Anarchist Angel's Gedankenwelt

Belletristik: Gestalten in der Gasse -3-

Vorwort

Diese Geschichte ist in Gänze fiktiv.


“Wie geht’s dir,” fragt die Große einfühlsam. “Geht so,” antwortet die Kleine, “könnte schlimmer sein.” Sie starrt auf die kleine Wunde an ihrer Hand, die sie sich am frühen Morgen zuzog. Die Große schmunzelt und verschränkt die Arme, bevor sie mahnend fragt: “Und was haben wir gelernt?”, woraufhin die Kleine erst eine Weile überlegt ehe sie grinsend antwortet: “Beim Fassadenklettern Handschuhe tragen!” Auch wenn es nicht das war, worauf die Große hinauswollte, nickt sie zufrieden und muss schließlich sogar kichern. “Hey Kleine, du wirst immer schlimmer.” meint sie noch lachend. “Ich bin nicht klein!” widerspricht diese umgehend, widersprüchlich dazu streckt sie die Zunge heraus. “Ich kann dich doch nicht ‘Mittlere’ nennen,” entgegnet die Große. Gespielt entnervt schüttelt die Kleine den Kopf. Doch sie hat nicht ganz Unrecht. Die Kleine wurde die letzten Wochen immer größer, unabhängiger. Oft verbringt sie den ganzen Tag ab von der Großen, mit ihren eigenen Freund:innen oder Beschäftigungen. Sie ist nicht mehr das kleine Mädchen, das von der Großen vor der Welt da draußen beschützt werden muss.

“Und manchmal wünscht ich mir, es wär noch so..” erklärt die Große mit der Kippe im Mund, die sie sich versucht anzuzünden. Ihr Kumpel nickt, “so ist es, wenn die Kleinen langsam Flügel kriegen. Das musst du loslassen können, kannst sie nicht ewig unter deine Fittiche nehmen. Und denk mal dran, welche Freiheit du jetzt wieder hast. Was ist mit dem Kerl den du abgesägt hast, weil du nich mit ihm vögeln wolltest wenn die Kleine in der Nähe ist? Jetzt geht das alles wieder, hm?” Doch dafür hat die Große keine Nerven, entsprechend schroff weist sie die Aufmunterungsversuche zurück. “Der Kerl war’n Arschloch, das war doch nicht wegen der Kleinen..” Unnachgiebig versucht es ihr Kumpel weiter. “Aber es gibt doch noch andre Kerle. Und Frauen!” Die Große schnaubt etwas Rauch durch die Nase und hebt die Schultern. “Darum geht’s doch gar nicht.” meint sie schließlich geschlagen und erklärt: “Ich will sie einfach beschützen können, sie streunt den ganzen Tag irgendwo rum, gerät in Schwierigkeiten, wird verletzt!” Sie zieht wieder an der Kippe, wendet den Blick zur Seite. “Ich will doch nur für sie da sein.” Nach einigem gegenseitigen Schweigen meint ihr Kumpel: “Bist du doch auch, wann immer sie dich braucht. Aber sie braucht dich nunmal nicht mehr immer. Sie wird erwachsen.”

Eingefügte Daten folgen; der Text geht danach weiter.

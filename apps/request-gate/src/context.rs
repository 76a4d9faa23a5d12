// SPDX-License-Identifier: AGPL-3.0-or-later
//
// Copyright (C) 2026 Relational Network

//! # Request Context
//!
//! A `Context` carries the cancellation signal and optional deadline of one
//! inbound call. It is cheap to clone and safe to share across tasks.
//!
//! ## Derivation
//!
//! - `child()` keeps the parent's deadline and gets its own cancellation
//!   token. Cancelling the child never affects the parent; cancelling the
//!   parent cancels every descendant.
//! - `with_timeout()` / `with_deadline()` derive a child whose deadline is the
//!   earlier of the parent's and the requested one.
//!
//! Every blocking collaborator call (pool acquisition, token verification,
//! dialing) goes through [`Context::run`] so it stops as soon as the context
//! is done.

use std::future::Future;
use std::time::Duration;

use tokio::time::Instant;
use tokio_util::sync::CancellationToken;

/// Why a context is done.
#[derive(Debug, Clone, Copy, PartialEq, Eq, thiserror::Error)]
pub enum ContextError {
    /// The context (or one of its ancestors) was cancelled.
    #[error("context canceled")]
    Canceled,
    /// The context's deadline has passed.
    #[error("context deadline exceeded")]
    DeadlineExceeded,
}

/// Cancellation and deadline scope of a single call.
#[derive(Debug, Clone)]
pub struct Context {
    token: CancellationToken,
    deadline: Option<Instant>,
}

impl Context {
    /// A root context with no deadline that is never cancelled by itself.
    pub fn background() -> Self {
        Self {
            token: CancellationToken::new(),
            deadline: None,
        }
    }

    /// Derive a cancellable child with the same deadline.
    pub fn child(&self) -> Self {
        Self {
            token: self.token.child_token(),
            deadline: self.deadline,
        }
    }

    /// Derive a child that expires `timeout` from now, or earlier if the
    /// parent's deadline comes first.
    ///
    /// A timeout too large to represent adds no deadline of its own.
    pub fn with_timeout(&self, timeout: Duration) -> Self {
        match Instant::now().checked_add(timeout) {
            Some(deadline) => self.with_deadline(deadline),
            None => self.child(),
        }
    }

    /// Derive a child that expires at `deadline`, or earlier if the parent's
    /// deadline comes first.
    pub fn with_deadline(&self, deadline: Instant) -> Self {
        let deadline = match self.deadline {
            Some(parent) if parent < deadline => parent,
            _ => deadline,
        };
        Self {
            token: self.token.child_token(),
            deadline: Some(deadline),
        }
    }

    /// Cancel this context and all of its descendants.
    pub fn cancel(&self) {
        self.token.cancel();
    }

    /// The deadline, if one is set.
    pub fn deadline(&self) -> Option<Instant> {
        self.deadline
    }

    /// Why the context is done, or `None` while it is still live.
    pub fn err(&self) -> Option<ContextError> {
        if self.token.is_cancelled() {
            return Some(ContextError::Canceled);
        }
        match self.deadline {
            Some(deadline) if Instant::now() >= deadline => Some(ContextError::DeadlineExceeded),
            _ => None,
        }
    }

    /// Resolve once the context is cancelled or its deadline passes.
    pub async fn done(&self) -> ContextError {
        match self.deadline {
            Some(deadline) => {
                tokio::select! {
                    _ = self.token.cancelled() => ContextError::Canceled,
                    _ = tokio::time::sleep_until(deadline) => ContextError::DeadlineExceeded,
                }
            }
            None => {
                self.token.cancelled().await;
                ContextError::Canceled
            }
        }
    }

    /// Drive `fut` to completion unless the context finishes first.
    ///
    /// An already-done context fails without polling `fut`.
    pub async fn run<F: Future>(&self, fut: F) -> Result<F::Output, ContextError> {
        if let Some(err) = self.err() {
            return Err(err);
        }
        tokio::select! {
            biased;
            err = self.done() => Err(err),
            out = fut => Ok(out),
        }
    }
}

impl Default for Context {
    fn default() -> Self {
        Self::background()
    }
}
// SPDX-License-Identifier: AGPL-3.0-or-later
//
// Copyright (C) 2026 Relational Network

//! # Authentication Module
//!
//! Bearer token verification against the identity service and group-based
//! authorization for transaction scopes.
//!
//! ## Auth Flow
//!
//! 1. At startup, dial the identity service (`dial`), retrying while it
//!    comes up
//! 2. Per call, open a transaction scope, then verify the token:
//!    - resolve the signing key via `GetPubKey` (cached)
//!    - verify signature, expiry and audience
//! 3. If groups are required, the token's `groups` claim must name one
//! 4. Any failure rolls the transaction back before the error is returned
//!
//! ## Security
//!
//! - Tokens are never logged in full
//! - Identity service failures surface as a generic internal error
//! - Clock skew tolerance is 60 seconds

pub mod authenticator;
pub mod claims;
pub mod client;
pub mod dial;
pub mod error;
pub mod verifier;

#[cfg(test)]
pub(crate) mod testing;

pub use authenticator::{authorize_groups, Authenticator};
pub use claims::{ClaimError, Claims, GROUPS_CLAIM};
pub use client::AuthenticatorClient;
pub use dial::ConnectionRetrier;
pub use error::{ConnectError, TokenFault, VerifyError};
pub use verifier::{RemoteVerifier, TokenVerifier};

Als die Kleine ’nach Hause’ kommt, schaut die Große ihr lächelnd entgegen, ehe sie sich wieder ihrem Krams widmet. Die Kleine bleibt mit gerunzelter Stirn stehen. “Fragst du gar nicht wo ich war?” provoziert sie selbige Frage. Die Große aber schüttelt nur den Kopf “Du bist so gut wie erwachsen, du wirst schon wissen, wo du dich rumtreibst.” Ganz leicht fällt ihr der Spruch nicht, so schaut sie die Kleine gar nicht an und bemerkt nichteinmal, dass diese auf sie zukommt. Erst als sie sich neben sie setzt, schreckt sie kurz auf und schaut ihr in die Augen.

“Aber du bleibst meine große Schwester, oder?” fragt die Kleine schon fast bekümmert. Die Große muss ein, zwei mal blinzeln, ehe sie antworten kann. Dann lächelt sie und legt ihren Arm um die Kleine. “Na klar, du bleibst immer meine kleine Schwester, egal wie groß du wirst.”